--- Requirement ---
Narrow the data below down to the lines containing "derive".

---------- Available data ----------

//! Immutable generation parameters: global placement settings plus the material list.
//!
//! Built once (usually by the config parser) and shared by reference with the
//! placement engine and shape generator.

use engine_core::{Aabb, Color};
use rand::distributions::{Distribution, WeightedIndex};
use rand::Rng;

use crate::config::ConfigError;
use crate::material::MaterialProfile;

/// Global placement settings.
#[derive(Debug, Clone, PartialEq)]
pub struct PlacementParams {
    /// Conform buildings to the terrain after placement.
    pub flatten_mesh: bool,
    /// Number of buildings requested.
    pub num_place: u32,
    /// Attempt budget for both the outer (position) and inner (radial sample) loops.
    pub num_tries: u32,
    /// Placement rectangle in XY. Z is unused.
    pub pos_range: Aabb,
    /// If non-zero, centers must lie within this distance of the rectangle center.
    pub place_radius: f32,
    /// Largest allowed drop from the sampled center height to the lowest corner.
    pub max_delta_z: f32,
    pub ao_factor: f32,
    /// Radians. Zero disables rotation.
    pub max_rot_angle: f32,
    /// Caps the level count so that each level is at least this tall.
    pub min_level_height: f32,
}

impl Default for PlacementParams {
    fn default() -> Self {
        Self {
            flatten_mesh: false,
            num_place: 0,
            num_tries: 10,
            pos_range: Aabb::from_ranges(-100.0, 100.0, -100.0, 100.0, 0.0, 0.0),
            place_radius: 0.0,
            max_delta_z: 0.0,
            ao_factor: 0.0,
            max_rot_angle: 0.0,
            min_level_height: 0.0,
        }
    }
}

/// Placement settings plus the weighted material list.
#[derive(Debug, Clone)]
pub struct BuildingParams {
    pub placement: PlacementParams,
    materials: Vec<MaterialProfile>,
    chooser: WeightedIndex<u32>,
}

impl BuildingParams {
    /// Fails if no material has a non-zero [`MaterialProfile::probability`].
    pub fn new(
        placement: PlacementParams,
        materials: Vec<MaterialProfile>,
    ) -> Result<Self, ConfigError> {
        let chooser = WeightedIndex::new(materials.iter().map(|m| m.probability))
            .map_err(|_| ConfigError::NoSelectableMaterial)?;
        Ok(Self {
            placement,
            materials,
            chooser,
        })
    }

    /// Single-material parameters; the material's weight is ignored.
    pub fn with_material(placement: PlacementParams, material: MaterialProfile) -> Self {
        let material = MaterialProfile {
            probability: material.probability.max(1),
            ..material
        };
        Self::new(placement, vec![material]).expect("a material with non-zero weight is selectable")
    }

    pub fn materials(&self) -> &[MaterialProfile] {
        &self.materials
    }

    /// Panics on an out-of-range index: building material indices are only ever
    /// produced by [`choose_material`](Self::choose_material).
    pub fn material(&self, ix: usize) -> &MaterialProfile {
        assert!(
            ix < self.materials.len(),
            "material index {ix} out of range ({} materials)",
            self.materials.len()
        );
        &self.materials[ix]
    }

    pub fn choose_material<R: Rng + ?Sized>(&self, rng: &mut R) -> usize {
        self.chooser.sample(rng)
    }

    /// Fill in each texture's average color from the host's texture store.
    /// Surfaces without a texture stay white.
    pub fn resolve_texture_colors(&mut self, mut avg_color: impl FnMut(&str) -> Color) {
        for mat in &mut self.materials {
            for tex in [&mut mat.side_tex, &mut mat.roof_tex] {
                if let Some(name) = &tex.tid {
                    tex.avg_color = avg_color(name);
                }
            }
        }
    }
}
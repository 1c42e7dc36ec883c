//! Line queries: first building hit along a segment, hit color and line of sight.

use engine_core::{Aabb, Color, Vec3};

use crate::collision::{BuildingCollision, HitKind};
use crate::collision_world::CollisionWorld;
use crate::intersect::line_clip_aabb;

/// Result of a line query.
#[derive(Debug, Clone, Copy, PartialEq)]
pub struct LineHit {
    /// Hit position as a fraction of the segment, in `[0, 1]`.
    pub t: f32,
    pub kind: HitKind,
    /// Index of the building that was hit.
    pub building: usize,
}

impl LineHit {
    /// World position of the hit on segment `p1 -> p2`.
    pub fn point(&self, p1: Vec3, p2: Vec3) -> Vec3 {
        p1 + (p2 - p1) * self.t
    }
}

impl CollisionWorld {
    /// Closest building hit along `p1 -> p2`.
    ///
    /// Cells are visited in grid order; each hit shortens the segment used to
    /// reject later cells and buildings. Vertical segments stop at the first hit.
    pub fn check_line_coll(&self, p1: Vec3, p2: Vec3) -> Option<LineHit> {
        let field = &**self.field();
        let buildings = field.buildings();
        let vertical = p1.x == p2.x && p1.y == p2.y;
        let mut best: Option<LineHit> = None;
        let mut end = p2;

        for (_, cell) in field.grid().cells_in(&Aabb::from_corners(p1, p2)) {
            if cell.is_empty() || line_clip_aabb(p1, end, &cell.bcube).is_none() {
                continue;
            }
            for &ix in &cell.members {
                let b = &buildings[ix];
                if !b.is_valid() || !b.bcube.touches(&Aabb::from_corners(p1, end)) {
                    continue;
                }
                let Some((t, kind)) = b.line_coll(p1, p2) else {
                    continue;
                };
                if best.map_or(true, |h| t <= h.t) {
                    best = Some(LineHit {
                        t,
                        kind,
                        building: ix,
                    });
                    end = p1 + (p2 - p1) * t;
                    if vertical {
                        return best;
                    }
                }
            }
        }
        best
    }

    /// Average color of the surface hit along `p1 -> p2`: the building's side
    /// or roof color modulated by that surface's average texture color.
    pub fn line_hit_color(&self, p1: Vec3, p2: Vec3) -> Option<Color> {
        let hit = self.check_line_coll(p1, p2)?;
        let field = self.field();
        let b = &field.buildings()[hit.building];
        Some(match hit.kind {
            HitKind::Roof => b.avg_roof_color(field.params()),
            HitKind::Side => b.avg_side_color(field.params()),
        })
    }

    /// True if no building blocks `p1 -> p2`.
    pub fn line_of_sight(&self, p1: Vec3, p2: Vec3) -> bool {
        self.check_line_coll(p1, p2).is_none()
    }
}
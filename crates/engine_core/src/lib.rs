//! Core geometry types shared by the building generator and collision queries.
//!
//! This crate provides the foundational types used across all engine systems:
//! - Axis-aligned boxes (`Aabb`), the building block of every building part
//! - The single XY rotation primitive used for rotated buildings
//! - RGBA colors and regular-polygon helpers
//!
//! World space is Z-up: placement happens in the XY plane.

pub mod aabb;
pub mod color;
pub mod polygon;
pub mod transform;

pub use aabb::*;
pub use color::*;
pub use polygon::*;
pub use transform::*;

// Re-export commonly used types
pub use glam::{Vec2, Vec3, Vec4};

----------

--- Task response ---
#[derive(Debug, Clone, PartialEq)]
#[derive(Debug, Clone)]
#[derive(Debug, Clone, Copy, PartialEq)]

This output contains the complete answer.